In its filing, Snap says that many companies did not want to create new ads for mobile but simply copy its television ads to put on mobile. Here is a great opportunity for Snap Inc. to actually produce the content and all the adverts for various companies on its mobile platform, but instead it focused on a Google flop, the Google Glass, rebranded as Spectacles. First of all, no one wants to see all the boring footage of a wobbly, non-stabilised image 10-30 seconds in length of an event that only directly uploads to Snapchat without any editing. If Snapchat instead created a music video generator app, like musical.ly, then that would be more interesting.
Kitschy and fun, Snapchat Spectacles is a cheaper version of Google Glass with a fashionista edge. The Spectacles let people record unedited video for 30 sec max.
However, no one wants to look at lame footage that looks like it was made for a reality TV series like COPS. No one cares, and no one wants to look at it. No one wants to wear annoying glasses either or be filmed wearing glasses because people are vain and want to edit and choose their best shots and footage, even supermodels.
Joanna Coles, the sole female board member at Snapchat receives $75,866 in stock awards whilst the rest of her male cohorts receive $1 million+.

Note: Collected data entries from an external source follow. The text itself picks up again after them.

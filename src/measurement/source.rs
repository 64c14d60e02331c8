//! The measurement source trait.

use crate::types::{Measurement, NoiseModel};

/// A producer of ordered measurement batches.
///
/// Implementations may generate batches however they like (hardware reads,
/// simulation, replay from a file) as long as they declare their noise
/// characteristics. Batch order is significant: later batches compound on
/// top of earlier ones through the multiplicative posterior update.
pub trait MeasurementSource {
    /// Yield the next batch, or `None` when exhausted.
    fn next_batch(&mut self) -> Option<Vec<Measurement>>;

    /// The declared noise characteristics of this source.
    fn noise(&self) -> NoiseModel;
}

/// Replay a fixed list of batches. Useful for tests and for feeding
/// pre-collected data through the streaming API.
#[derive(Debug, Clone)]
pub struct ReplaySource {
    batches: std::vec::IntoIter<Vec<Measurement>>,
    noise: NoiseModel,
}

impl ReplaySource {
    /// Create a replay source over pre-collected batches.
    pub fn new(batches: Vec<Vec<Measurement>>, noise: NoiseModel) -> Self {
        Self {
            batches: batches.into_iter(),
            noise,
        }
    }
}

impl MeasurementSource for ReplaySource {
    fn next_batch(&mut self) -> Option<Vec<Measurement>> {
        self.batches.next()
    }

    fn noise(&self) -> NoiseModel {
        self.noise
    }
}
//! Consensus combiner.
//!
//! Blends the Bayesian posterior (weight 0.6) with frequency-analysis
//! (0.25) and recurrence-analysis (0.15) scores into one ranked
//! distribution, and reports an agreement score: the fraction of the three
//! individual methods whose top pick matches the blended top pick (0, 1/3,
//! 2/3, or 1).
//!
//! The agreement score communicates robustness to model misspecification
//! and is reported alongside confidence, never folded into it.

use std::collections::BTreeMap;

use crate::analysis::bayes::normalize;
use crate::analysis::{frequency_scores, recurrence_scores};
use crate::constants::{BAYES_WEIGHT, FREQUENCY_WEIGHT, RECURRENCE_WEIGHT};
use crate::hypothesis::HypothesisSpace;
use crate::result::Posterior;
use crate::types::Measurement;

/// Output of the consensus combiner.
#[derive(Debug, Clone)]
pub struct ConsensusOutcome {
    /// Blended, renormalized distribution over candidates.
    pub blended: Posterior,
    /// Fraction of methods agreeing with the blended top pick.
    pub agreement: f64,
}

/// Blend the three scoring methods into one ranked distribution.
pub fn combine(
    posterior: &Posterior,
    space: &HypothesisSpace,
    measurements: &[Measurement],
) -> ConsensusOutcome {
    let freq = frequency_scores(space, measurements);
    let rec = recurrence_scores(space, measurements);

    let mut blended: Posterior = Posterior::new();
    for h in space.hypotheses() {
        let r = h.period;
        let p = posterior.get(&r).copied().unwrap_or(0.0);
        let f = freq.get(&r).copied().unwrap_or(0.0);
        let g = rec.get(&r).copied().unwrap_or(0.0);
        blended.insert(r, BAYES_WEIGHT * p + FREQUENCY_WEIGHT * f + RECURRENCE_WEIGHT * g);
    }
    normalize(&mut blended);

    let combined_top = top_pick(&blended);
    let agreement = match combined_top {
        None => 0.0,
        Some(winner) => {
            let votes = [top_pick(posterior), top_pick(&freq), top_pick(&rec)]
                .iter()
                .filter(|pick| **pick == Some(winner))
                .count();
            votes as f64 / 3.0
        }
    };

    ConsensusOutcome { blended, agreement }
}

/// Argmax over a score map; `None` when all scores are zero. Ties break
/// toward the smaller candidate.
fn top_pick(scores: &BTreeMap<u64, f64>) -> Option<u64> {
    scores
        .iter()
        .filter(|(_, &s)| s > 0.0)
        .max_by(|a, b| a.1.total_cmp(b.1).then(b.0.cmp(a.0)))
        .map(|(&r, _)| r)
}
//! Inference result types.

use std::collections::BTreeMap;

use serde::{Deserialize, Serialize};

use crate::analysis::shannon_entropy;

/// Probability mass over period candidates.
///
/// Keyed by the candidate value itself (structural equality, deterministic
/// iteration order), always renormalized to sum 1 after every update, or
/// left at zero total in the degenerate "no signal" state.
pub type Posterior = BTreeMap<u64, f64>;

/// Final output of one inference call.
#[derive(Debug, Clone, Serialize, Deserialize)]
pub struct InferenceResult {
    /// Best verified candidate, or `None` when no hypothesis both validates
    /// and carries positive mass.
    pub best: Option<u64>,
    /// Probability mass of `best` in the final distribution, in `[0, 1]`.
    pub confidence: f64,
    /// Shannon entropy of the final distribution, in `[0, log2(k)]` bits.
    pub entropy: f64,
    /// The final distribution over all candidates.
    pub posterior: Posterior,
    /// Total measurement count consumed (sum of counts, not batch count).
    pub measurements_used: u64,
    /// Number of batches consumed.
    pub batches_used: usize,
    /// Whether the adaptive stop rule halted the progressive controller;
    /// `false` when the input ran out first. Always `false` for one-shot
    /// inference.
    pub early_stop: bool,
    /// Agreement fraction of the three scoring methods with the final top
    /// pick (0, 1/3, 2/3, or 1). `None` when the consensus combiner was not
    /// applied (progressive mode).
    pub consensus: Option<f64>,
}

impl InferenceResult {
    /// A result carrying no signal: no best candidate, zero confidence.
    ///
    /// The entropy reflects whatever distribution is carried, typically the
    /// untouched priors.
    pub fn degenerate(posterior: Posterior) -> Self {
        let entropy = shannon_entropy(&posterior);
        Self {
            best: None,
            confidence: 0.0,
            entropy,
            posterior,
            measurements_used: 0,
            batches_used: 0,
            early_stop: false,
            consensus: None,
        }
    }

    /// True when all posterior mass collapsed to zero and no candidate was
    /// supported.
    pub fn is_degenerate(&self) -> bool {
        self.best.is_none() && self.confidence == 0.0
    }

    /// Candidates ranked by descending mass.
    pub fn ranked(&self) -> Vec<(u64, f64)> {
        let mut out: Vec<(u64, f64)> = self
            .posterior
            .iter()
            .map(|(&r, &p)| (r, p))
            .collect();
        out.sort_by(|a, b| b.1.total_cmp(&a.1).then(a.0.cmp(&b.0)));
        out
    }
}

Another red flag I find about Snap Inc. is that it could potentially have the perception of being seen as a "sexist" company. What kind of company would pay its female board of directors the lowest amount that is on such a ridiculously low scale which is completely an insult to women working in tech globally, whilst pretending to be a modern company that caters to a young demographic? Instead, what the pay scale shows is that Snapchat is primarily an app made for inebriated fraternity brothers who like to make themselves look like superheroes whilst drunk at the pub, and completely ignores half of its demographic: women. Why should I use an app that pays its sole female board member, $75,866 in stock awards whilst the rest of the male board members receive $1 million+? There are much better apps I could use, with a better UI and UX that does the same exact thing.

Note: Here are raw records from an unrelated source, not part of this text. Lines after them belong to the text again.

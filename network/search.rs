// network/search.rs

//! # Constrained Hill-Climbing Structure Search
//!
//! Starting from the empty graph plus all mandatory edges, each step scans
//! every legal single-edge move (add, remove, reverse), evaluates its change
//! in BIC cost using only the local terms of the affected nodes, and applies
//! the move with the largest cost decrease. The search stops at a local
//! optimum or after an optional iteration cap.
//!
//! Candidates are visited in a fixed order: pairs `(from, to)` in row-major
//! node order, and within a pair add, then remove, then reverse. A candidate
//! replaces the incumbent only if its delta is strictly smaller, so ties go to
//! the earliest candidate and repeated runs produce the same graph.

use crate::graph::{Dag, EdgeConstraints, GraphError};
use crate::regression::FitError;
use crate::score::BicScore;
use std::collections::BTreeSet;
use std::fmt;
use thiserror::Error;

/// A move must lower the cost by more than this to be applied.
const IMPROVEMENT_TOLERANCE: f64 = 1e-10;

#[derive(Error, Debug)]
pub enum SearchError {
    #[error("Structural conflict: {0}")]
    Graph(#[from] GraphError),
    #[error("Local regression failed during scoring: {0}")]
    Fit(#[from] FitError),
    #[error("The training table has {found} columns but {expected} variables were named.")]
    VariableCountMismatch { expected: usize, found: usize },
}

#[derive(Debug, Clone, Copy, PartialEq, Eq)]
pub enum Operation {
    Add,
    Remove,
    Reverse,
}

impl fmt::Display for Operation {
    fn fmt(&self, f: &mut fmt::Formatter<'_>) -> fmt::Result {
        let label = match self {
            Operation::Add => "add",
            Operation::Remove => "remove",
            Operation::Reverse => "reverse",
        };
        f.write_str(label)
    }
}

/// One evaluated single-edge move. `from -> to` is the edge as it exists
/// before the move (for `Add`, the edge to be inserted).
#[derive(Debug, Clone, Copy, PartialEq)]
pub struct Move {
    pub operation: Operation,
    pub from: usize,
    pub to: usize,
    /// Change in total cost; negative is an improvement.
    pub delta: f64,
}

#[derive(Debug, Clone)]
pub struct SearchOutcome {
    pub dag: Dag,
    pub cost: f64,
    pub initial_cost: f64,
    pub moves: Vec<Move>,
    pub candidates_evaluated: usize,
    /// False only when the iteration cap stopped the search early.
    pub converged: bool,
}

/// Hill climbing over DAGs under edge constraints.
pub struct HillClimber<'s, 'd> {
    score: &'s BicScore<'d>,
    constraints: &'s EdgeConstraints,
    variables: &'s [String],
    max_iterations: Option<usize>,
}

impl<'s, 'd> HillClimber<'s, 'd> {
    pub fn new(
        score: &'s BicScore<'d>,
        constraints: &'s EdgeConstraints,
        variables: &'s [String],
    ) -> Self {
        Self {
            score,
            constraints,
            variables,
            max_iterations: None,
        }
    }

    pub fn with_max_iterations(mut self, max_iterations: Option<usize>) -> Self {
        self.max_iterations = max_iterations;
        self
    }

    pub fn run(&self) -> Result<SearchOutcome, SearchError> {
        let n = self.variables.len();
        if self.score.n_variables() != n {
            return Err(SearchError::VariableCountMismatch {
                expected: n,
                found: self.score.n_variables(),
            });
        }

        let mut dag = self.constraints.initial_dag(n, self.variables)?;
        let mut local = self.score.local_costs(&dag)?;
        let initial_cost: f64 = local.iter().sum();
        let mut cost = initial_cost;
        let mut moves = Vec::new();
        let mut candidates_evaluated = 0;
        let mut converged = true;

        log::info!(
            "Starting hill climbing over {} variables from {} mandatory edges (cost {:.4}).",
            n,
            dag.n_edges(),
            initial_cost
        );

        loop {
            if self.max_iterations.is_some_and(|max| moves.len() >= max) {
                log::warn!(
                    "Hill climbing stopped after the iteration cap of {} moves.",
                    moves.len()
                );
                converged = false;
                break;
            }

            let (best, evaluated) = self.best_move(&dag, &local)?;
            candidates_evaluated += evaluated;

            if evaluated == 0 && moves.is_empty() {
                log::warn!("No legal single-edge moves exist from the constrained initial graph.");
            }

            let Some(best) = best.filter(|m| m.delta < -IMPROVEMENT_TOLERANCE) else {
                break;
            };

            self.apply(&mut dag, &mut local, &best)?;
            cost += best.delta;
            log::debug!(
                "Step {}: {} {} -> {} (delta {:.6}, cost {:.6})",
                moves.len() + 1,
                best.operation,
                self.variables[best.from],
                self.variables[best.to],
                best.delta,
                cost
            );
            moves.push(best);
        }

        log::info!(
            "Hill climbing finished after {} moves with {} edges (cost {:.4}, {} local fits).",
            moves.len(),
            dag.n_edges(),
            cost,
            self.score.fits_performed()
        );

        Ok(SearchOutcome {
            dag,
            cost,
            initial_cost,
            moves,
            candidates_evaluated,
            converged,
        })
    }

    /// Scans every legal move and returns the one with the smallest delta,
    /// together with the number of legal candidates evaluated.
    fn best_move(&self, dag: &Dag, local: &[f64]) -> Result<(Option<Move>, usize), SearchError> {
        let n = dag.n_nodes();
        let mut best: Option<Move> = None;
        let mut evaluated = 0;

        let mut consider = |candidate: Move| {
            evaluated += 1;
            if best.is_none_or(|b| candidate.delta < b.delta) {
                best = Some(candidate);
            }
        };

        for from in 0..n {
            for to in 0..n {
                if from == to {
                    continue;
                }
                if dag.has_edge(from, to) {
                    if self.constraints.is_mandatory(from, to) {
                        continue;
                    }
                    let without = with_parent_removed(dag.parents(to), from);
                    let removal = self.score.local_cost(to, &without)? - local[to];
                    consider(Move {
                        operation: Operation::Remove,
                        from,
                        to,
                        delta: removal,
                    });

                    if !self.constraints.is_forbidden(to, from) && !dag.reversal_creates_cycle(from, to)
                    {
                        let with = with_parent_added(dag.parents(from), to);
                        let gain = self.score.local_cost(from, &with)? - local[from];
                        consider(Move {
                            operation: Operation::Reverse,
                            from,
                            to,
                            delta: removal + gain,
                        });
                    }
                } else if !self.constraints.is_forbidden(from, to)
                    && !dag.addition_creates_cycle(from, to)
                {
                    let with = with_parent_added(dag.parents(to), from);
                    let delta = self.score.local_cost(to, &with)? - local[to];
                    consider(Move {
                        operation: Operation::Add,
                        from,
                        to,
                        delta,
                    });
                }
            }
        }

        Ok((best, evaluated))
    }

    fn apply(&self, dag: &mut Dag, local: &mut [f64], m: &Move) -> Result<(), SearchError> {
        match m.operation {
            Operation::Add => dag.add_edge(m.from, m.to)?,
            Operation::Remove => dag.remove_edge(m.from, m.to)?,
            Operation::Reverse => dag.reverse_edge(m.from, m.to)?,
        }
        local[m.to] = self.score.local_cost(m.to, dag.parents(m.to))?;
        if m.operation == Operation::Reverse {
            local[m.from] = self.score.local_cost(m.from, dag.parents(m.from))?;
        }
        Ok(())
    }
}

fn with_parent_added(parents: &BTreeSet<usize>, parent: usize) -> BTreeSet<usize> {
    let mut next = parents.clone();
    next.insert(parent);
    next
}

fn with_parent_removed(parents: &BTreeSet<usize>, parent: usize) -> BTreeSet<usize> {
    let mut next = parents.clone();
    next.remove(&parent);
    next
}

According to its SEC filing this month, Snapchat is entirely dependent on the services of Google Cloud Services, and will pay $400K+ yearly to Google for 5 years totaling more than $2 billion minimum.

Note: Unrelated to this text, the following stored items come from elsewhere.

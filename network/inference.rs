// network/inference.rs

//! # Conditional Inference
//!
//! For a joint `N(mu, Sigma)` split into targets `t` and evidence `e`:
//!
//! ```text
//! mean_t|e = mu_t + Sigma_te Sigma_ee^-1 (x_e - mu_e)
//! cov_t|e  = Sigma_tt - Sigma_te Sigma_ee^-1 Sigma_et
//! ```
//!
//! Neither the gain `Sigma_te Sigma_ee^-1` nor the conditional covariance
//! depends on the observed values, so a [`Conditioner`] computes them once for
//! a fixed evidence set and then conditions any number of rows.

use crate::gaussian::{MultivariateNormal, symmetrize};
use ndarray::{Array1, Array2, ArrayView1, Axis};
use ndarray_linalg::{Eigh, UPLO};
use thiserror::Error;

#[derive(Error, Debug)]
pub enum InferenceError {
    #[error(
        "The evidence covariance block is singular or ill-conditioned (condition number {condition_number:.3e}, limit {limit:.3e})."
    )]
    SingularEvidence { condition_number: f64, limit: f64 },

    #[error("Evidence index {index} is out of range for a {dim}-dimensional distribution.")]
    IndexOutOfRange { index: usize, dim: usize },

    #[error("Evidence variable {0} is listed more than once.")]
    DuplicateEvidence(usize),

    #[error("Expected {expected} evidence values, found {found}.")]
    EvidenceLengthMismatch { expected: usize, found: usize },

    #[error("Evidence values must be finite (position {0}).")]
    NonFiniteEvidence(usize),

    #[error("Eigendecomposition of the evidence block failed: {0}")]
    Eigendecomposition(#[from] ndarray_linalg::error::LinalgError),
}

/// Distribution of the target variables given one evidence assignment.
#[derive(Debug, Clone, PartialEq)]
pub struct Conditional {
    /// Indices (into the joint) of the target variables, ascending.
    pub targets: Vec<usize>,
    pub mean: Array1<f64>,
    pub covariance: Array2<f64>,
}

impl Conditional {
    pub fn std_dev(&self, k: usize) -> f64 {
        self.covariance[[k, k]].max(0.0).sqrt()
    }
}

/// Precomputed conditioning of a joint normal on a fixed evidence set.
#[derive(Debug, Clone)]
pub struct Conditioner {
    evidence: Vec<usize>,
    targets: Vec<usize>,
    mean_t: Array1<f64>,
    mean_e: Array1<f64>,
    gain: Array2<f64>,
    covariance: Array2<f64>,
}

impl Conditioner {
    /// Prepares conditioning on the variables in `evidence`. Fails if the
    /// evidence block's condition number exceeds `condition_limit` or it has a
    /// non-positive eigenvalue.
    pub fn new(
        joint: &MultivariateNormal,
        evidence: &[usize],
        condition_limit: f64,
    ) -> Result<Self, InferenceError> {
        let dim = joint.dim();
        let mut is_evidence = vec![false; dim];
        for &index in evidence {
            if index >= dim {
                return Err(InferenceError::IndexOutOfRange { index, dim });
            }
            if is_evidence[index] {
                return Err(InferenceError::DuplicateEvidence(index));
            }
            is_evidence[index] = true;
        }
        let targets: Vec<usize> = (0..dim).filter(|&i| !is_evidence[i]).collect();

        let mean_t = joint.mean.select(Axis(0), &targets);
        let mean_e = joint.mean.select(Axis(0), evidence);
        let sigma_tt = joint
            .covariance
            .select(Axis(0), &targets)
            .select(Axis(1), &targets);

        if evidence.is_empty() {
            return Ok(Self {
                evidence: Vec::new(),
                gain: Array2::zeros((targets.len(), 0)),
                targets,
                mean_t,
                mean_e,
                covariance: sigma_tt,
            });
        }

        let sigma_te = joint
            .covariance
            .select(Axis(0), &targets)
            .select(Axis(1), evidence);
        let sigma_ee = joint
            .covariance
            .select(Axis(0), evidence)
            .select(Axis(1), evidence);

        let sigma_ee_inv = checked_inverse(&sigma_ee, condition_limit)?;
        let gain = sigma_te.dot(&sigma_ee_inv);
        let mut covariance = &sigma_tt - &gain.dot(&sigma_te.t());
        symmetrize(&mut covariance);

        Ok(Self {
            evidence: evidence.to_vec(),
            targets,
            mean_t,
            mean_e,
            gain,
            covariance,
        })
    }

    pub fn evidence(&self) -> &[usize] {
        &self.evidence
    }

    pub fn targets(&self) -> &[usize] {
        &self.targets
    }

    /// Conditions on one row of evidence values, ordered like `evidence`.
    pub fn apply(&self, values: ArrayView1<f64>) -> Result<Conditional, InferenceError> {
        if values.len() != self.evidence.len() {
            return Err(InferenceError::EvidenceLengthMismatch {
                expected: self.evidence.len(),
                found: values.len(),
            });
        }
        if let Some(position) = values.iter().position(|v| !v.is_finite()) {
            return Err(InferenceError::NonFiniteEvidence(position));
        }
        let deviation = &values - &self.mean_e;
        let mean = &self.mean_t + &self.gain.dot(&deviation);
        Ok(Conditional {
            targets: self.targets.clone(),
            mean,
            covariance: self.covariance.clone(),
        })
    }
}

/// Conditions `joint` on `evidence = values` in one call.
pub fn condition(
    joint: &MultivariateNormal,
    evidence: &[usize],
    values: ArrayView1<f64>,
    condition_limit: f64,
) -> Result<Conditional, InferenceError> {
    Conditioner::new(joint, evidence, condition_limit)?.apply(values)
}

/// Inverts a symmetric positive-definite matrix through its eigendecomposition,
/// refusing matrices whose condition number exceeds `limit`.
fn checked_inverse(m: &Array2<f64>, limit: f64) -> Result<Array2<f64>, InferenceError> {
    let (eigenvalues, eigenvectors) = m.eigh(UPLO::Lower)?;
    let max = eigenvalues.iter().copied().fold(f64::NEG_INFINITY, f64::max);
    let min = eigenvalues.iter().copied().fold(f64::INFINITY, f64::min);
    let condition_number = if min > 0.0 { max / min } else { f64::INFINITY };
    if !(condition_number <= limit) {
        return Err(InferenceError::SingularEvidence {
            condition_number,
            limit,
        });
    }
    log::debug!(
        "Evidence block of size {} has condition number {:.3e}.",
        m.nrows(),
        condition_number
    );
    let scaled = &eigenvectors * &eigenvalues.mapv(|ev| 1.0 / ev).insert_axis(Axis(0));
    let mut inverse = scaled.dot(&eigenvectors.t());
    symmetrize(&mut inverse);
    Ok(inverse)
}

And lastly, what the Snap Inc. SEC filings reveal is that the company is actually a slave to Google. By being completely dependent on Google Cloud Services, for which it will pay Google at least $2 billion in the next 5 years, it is limiting itself from competitive rates from other companies. However, this puts Google in an advantageous position against Facebook, whose competing app, Instagram is a threat to Snapchat. At best, Snapchat can plan its future acquisition to Google, but it made a grave mistake in solely choosing Google for its cloud services and limiting itself from other companies like Amazon, that could've give it brand awareness into the retail sector.
In conclusion, my assessment of Snapchat is that is not a camera company but a new kind of creative ad agency, it just doesn't realise it yet. As for the IPO, I would wait until the founders, advisers and investors actually figure out what the company does best; which is definitely not a disappearing message app nor a camera company.
By Sierra Choi
Disclaimer: This post is not intended as any sort of investment advice and is for educational purposes only.